For a little while...

About a half mile, in fact. I took a bit of time to really digest that notion. I felt like I could run more; the park proved I could. I was only 5 miles from the finish line, which would only take an hour to run it. This was my last race for a while; it's not like I had to be cautious. In fact, I'd never really finished an Ironman running before. Why is that? What do I have against finishing one of these strong? Why do I think it's so impossible?

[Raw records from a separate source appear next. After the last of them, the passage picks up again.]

/*!
 * In-Memory Filesystem Backend
 * Fast, volatile filesystem for testing and temporary storage
 */

mod dir_ops;
mod file_handle;
mod file_ops;
mod node;

use ahash::RandomState;
use dashmap::DashMap;
use std::path::{Path, PathBuf};
use std::sync::atomic::{AtomicUsize, Ordering};
use std::sync::Arc;

use super::traits::{FileObject, FileSystem};
use super::types::*;
use node::Node;

/// Longest single path component, in bytes
pub const NAME_MAX: usize = 255;

/// In-memory filesystem implementation
///
/// Clones share the same tree, size accounting and handle counter.
///
/// # Performance
/// - Cache-line aligned to prevent false sharing of the atomic size counter
#[repr(C, align(64))]
#[derive(Debug, Clone)]
pub struct MemFS {
    pub(super) nodes: Arc<DashMap<PathBuf, Node, RandomState>>,
    pub(super) max_size: Option<usize>,
    pub(super) current_size: Arc<AtomicUsize>,
    pub(super) open_handles: Arc<AtomicUsize>,
}

impl MemFS {
    /// Create new in-memory filesystem
    pub fn new() -> Self {
        let nodes = DashMap::with_hasher(RandomState::new());

        // Create root directory
        nodes.insert(PathBuf::from("/"), Node::directory(Permissions::new(0o755)));

        Self {
            nodes: Arc::new(nodes),
            max_size: None,
            current_size: Arc::new(AtomicUsize::new(0)),
            open_handles: Arc::new(AtomicUsize::new(0)),
        }
    }

    /// Create with size limit
    pub fn with_capacity(max_size: usize) -> Self {
        let mut fs = Self::new();
        fs.max_size = Some(max_size);
        fs
    }

    /// File objects handed out by `resolve` and not yet dropped
    #[inline]
    pub fn open_handles(&self) -> usize {
        self.open_handles.load(Ordering::SeqCst)
    }

    /// Bytes currently stored across all files
    #[inline]
    pub fn used_bytes(&self) -> usize {
        self.current_size.load(Ordering::SeqCst)
    }

    /// Normalize path (make absolute and clean)
    pub(super) fn normalize(&self, path: &Path) -> PathBuf {
        let path = if path.is_absolute() {
            path.to_path_buf()
        } else {
            Path::new("/").join(path)
        };

        PathBuf::from(path_clean::clean(&path))
    }

    /// Reject paths with an over-long component
    pub(super) fn check_name_lengths(&self, path: &Path) -> VfsResult<()> {
        for component in path.components() {
            let len = component.as_os_str().len();
            if len > NAME_MAX {
                return Err(VfsError::NameTooLong(len));
            }
        }
        Ok(())
    }

    /// Check if space is available and reserve it atomically
    pub(super) fn check_and_reserve_space(&self, additional: usize) -> VfsResult<()> {
        match self.max_size {
            Some(max) => loop {
                let current = self.current_size.load(Ordering::SeqCst);
                let wanted = current
                    .checked_add(additional)
                    .filter(|&wanted| wanted <= max)
                    .ok_or(VfsError::OutOfSpace)?;
                if self
                    .current_size
                    .compare_exchange(current, wanted, Ordering::SeqCst, Ordering::SeqCst)
                    .is_ok()
                {
                    return Ok(());
                }
            },
            None => {
                self.current_size
                    .fetch_update(Ordering::SeqCst, Ordering::SeqCst, |current| {
                        current.checked_add(additional)
                    })
                    .map_err(|_| VfsError::OutOfSpace)?;
                Ok(())
            }
        }
    }

    /// Return space to the pool (truncate, overwrite with shorter data)
    pub(super) fn release_space(&self, amount: usize) {
        self.current_size.fetch_sub(amount, Ordering::SeqCst);
    }

    /// Ensure parent directory exists
    pub(super) fn ensure_parent(&self, path: &Path) -> VfsResult<()> {
        let Some(parent) = path.parent() else {
            return Ok(());
        };

        match self.nodes.get(parent) {
            Some(node) if node.is_dir() => Ok(()),
            Some(_) => Err(VfsError::NotADirectory(parent.display().to_string())),
            None => Err(VfsError::NotFound(format!(
                "parent directory not found: {}",
                parent.display()
            ))),
        }
    }
}

impl Default for MemFS {
    fn default() -> Self {
        Self::new()
    }
}

impl FileSystem for MemFS {
    fn resolve(
        &self,
        path: &Path,
        flags: OpenFlags,
        mode: OpenMode,
    ) -> VfsResult<Arc<dyn FileObject>> {
        self.resolve_impl(path, flags, mode)
    }

    fn name(&self) -> &str {
        "memfs"
    }
}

So I make a very loud prayer to keep me safe and keep me strong over the last little bit. I have no idea if this is possible or if trying will leave me face down in the dirt like it did last June. But I'm going to try it. I'm going to air it out and see where it got me.

And off I run.

I'm still stopping at the aid stations to grab coke; I've pretty much given up on water and I'm throwing away my gels. With all the running, I'd long since taken off my gloves and long sleeve shirt and put them away. It's so like my luck: when I need them, I don't have them; when I have them, I don't need them because I'm running at mile 22 of the marathon. I make it about 2.5 miles before stopping for a walk. It didn't seem necessary to pound myself continuously for another 3 miles, so I took a few minutes, got in some more coke and picked it up again at mile 24. It became increasingly obvious to me that I was going to go sub 14, which was unbelievable after shooting for 14:50 a few hours ago. The sub 14 pace soon became too easy, and for a time I went for 13:45. That didn't last for long, as the numbers didn't make sense in the closing miles. So I took a walk break here and there, stopped to pee once. Had only I'd known what my final finish time would have been.

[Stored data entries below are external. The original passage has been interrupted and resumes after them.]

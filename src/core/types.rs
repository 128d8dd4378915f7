/*!
 * Core Types
 * Common types used across the kernel
 */

/// Process ID type
pub type Pid = u32;

/// File descriptor type (index into a process file table)
pub type Fd = u32;

/// Byte position within a file object
pub type Offset = u64;

/// Common result type for file layer operations
pub type FsResult<T> = Result<T, super::errors::FsError>;
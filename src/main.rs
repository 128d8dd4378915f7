/*!
 * Kernel Demo Entry Point
 *
 * Boots the descriptor layer over an in-memory filesystem (or a local
 * directory when KERNEL_STORAGE_PATH is set) and runs a short session
 * through the syscall executor.
 */

use miette::{IntoDiagnostic, Result};
use std::sync::Arc;
use tracing::{info, warn};

use fd_kernel::core::limits::MEMFS_DEFAULT_CAPACITY;
use fd_kernel::vfs::types::{O_CREAT, O_RDWR, O_TRUNC};
use fd_kernel::{
    init_tracing, Console, FileSystem, KernelConfig, MemFS, Process, Syscall, SyscallExecutor,
    SyscallResult, SEEK_SET,
};

fn main() -> Result<()> {
    init_tracing();

    let config = KernelConfig::load()?;
    info!(
        max_open_files = config.table.capacity,
        reserved = config.table.reserved,
        system_max_open_files = config.system_max_open_files,
        path_max = config.path_max,
        "kernel starting"
    );

    let vfs = mount_root()?;
    info!(fs = vfs.name(), "root filesystem ready");

    let executor = SyscallExecutor::from_config(vfs, &config);
    let console = Arc::new(Console::new());
    let process = Process::with_stdio(1, config.table, executor.pool(), console.clone())?;

    let session = |syscall: Syscall| -> SyscallResult {
        let name = syscall.name();
        let result = executor.execute(&process, syscall);
        match &result {
            SyscallResult::Success { value, .. } => info!(syscall = name, value, "ok"),
            SyscallResult::Error { errno, error } => {
                warn!(syscall = name, errno, error = %error, "failed")
            }
        }
        result
    };

    let fd = match session(Syscall::Open {
        path: "/hello.txt".into(),
        flags: O_RDWR | O_CREAT | O_TRUNC,
        mode: 0o644,
    }) {
        SyscallResult::Success { value, .. } => u32::try_from(value).into_diagnostic()?,
        SyscallResult::Error { error, .. } => return Err(error.into()),
    };

    session(Syscall::Write {
        fd,
        data: b"hello, descriptor table\n".to_vec(),
    });
    session(Syscall::Lseek {
        fd,
        offset: 7,
        whence: SEEK_SET,
    });
    if let Some(data) = session(Syscall::Read { fd, len: 64 }).data() {
        session(Syscall::Write {
            fd: 1,
            data: data.to_vec(),
        });
    }
    session(Syscall::Close { fd });
    session(Syscall::Close { fd });

    info!(
        console = %String::from_utf8_lossy(&console.take_output()).trim_end(),
        "console output"
    );

    let closed = process.exit();
    info!(closed, live = executor.pool().live(), "kernel shutting down");
    Ok(())
}

fn mount_root() -> Result<Arc<dyn FileSystem>> {
    #[cfg(unix)]
    {
        if let Ok(path) = std::env::var("KERNEL_STORAGE_PATH") {
            std::fs::create_dir_all(&path).into_diagnostic()?;
            return Ok(Arc::new(fd_kernel::LocalFS::new(path)));
        }
    }

    Ok(Arc::new(MemFS::with_capacity(MEMFS_DEFAULT_CAPACITY)))
}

The finish line at Florida was a big buzzkill. Well, not the line specifically as the lead into the line. I figured I was in the home stretch when I turned onto Front Beach Rd at mile 25.5, but by the time you backtracked to Thomas Dr, they make you circumnavigate a restaurant and file in the back way. So at mile mark 26, you run out of the neon lights, out of the wall of spectators, out of the noise and the faint glow of the finish line and out into some stupid pitch-dark back road with a construction site on one side and a parking lot on the left. Not cool, race organizers.

The finish chute, once you get there, was pretty par for the course. I never really have the capacity to fully enjoy and appreciate the final 100 feet as much as I feel I deserve to, but I point to the sky, pump my arms and smile like a guy who just took 1:10 off his PR. I'm the happiest I've been since my first IM finish as I get shuttled through the chute. I get the standard medal -> shirt -> hat, none of which I have grand plans for, but start to worry my finish line catcher with a hacking cough I can't seem to control. Did I mention I have a cold? That I've had a cold for 2 weeks? Maybe I should have pointed that out earlier. Like I needed one more thing working against me today.

Run time: 5:26:24
My marathon PR is 5:07:XX, if you can believe it. And I've never ran a sub 6 hr IM marathon.

Total time: 13:47:53; A PR by 1:11:56

For the first time in my Ironman life, I finished early enough to go home, shower, change clothes and come back for the late night finishers. This is the best news of the day. I won't make a big deal about how hard it was to get back to the condo in such a late state of exhaustion >.<

What's important is that I had a great race. Definitely the only Ironman I can truly say I'm happy the way it panned out. Let's bookend this blog with Facebook updates.

"has NEVER gone that deep (into the pain cave), and for the first time avoided "worst case scenario." Not a perfect race, but a pretty damn good one! So satisfied!"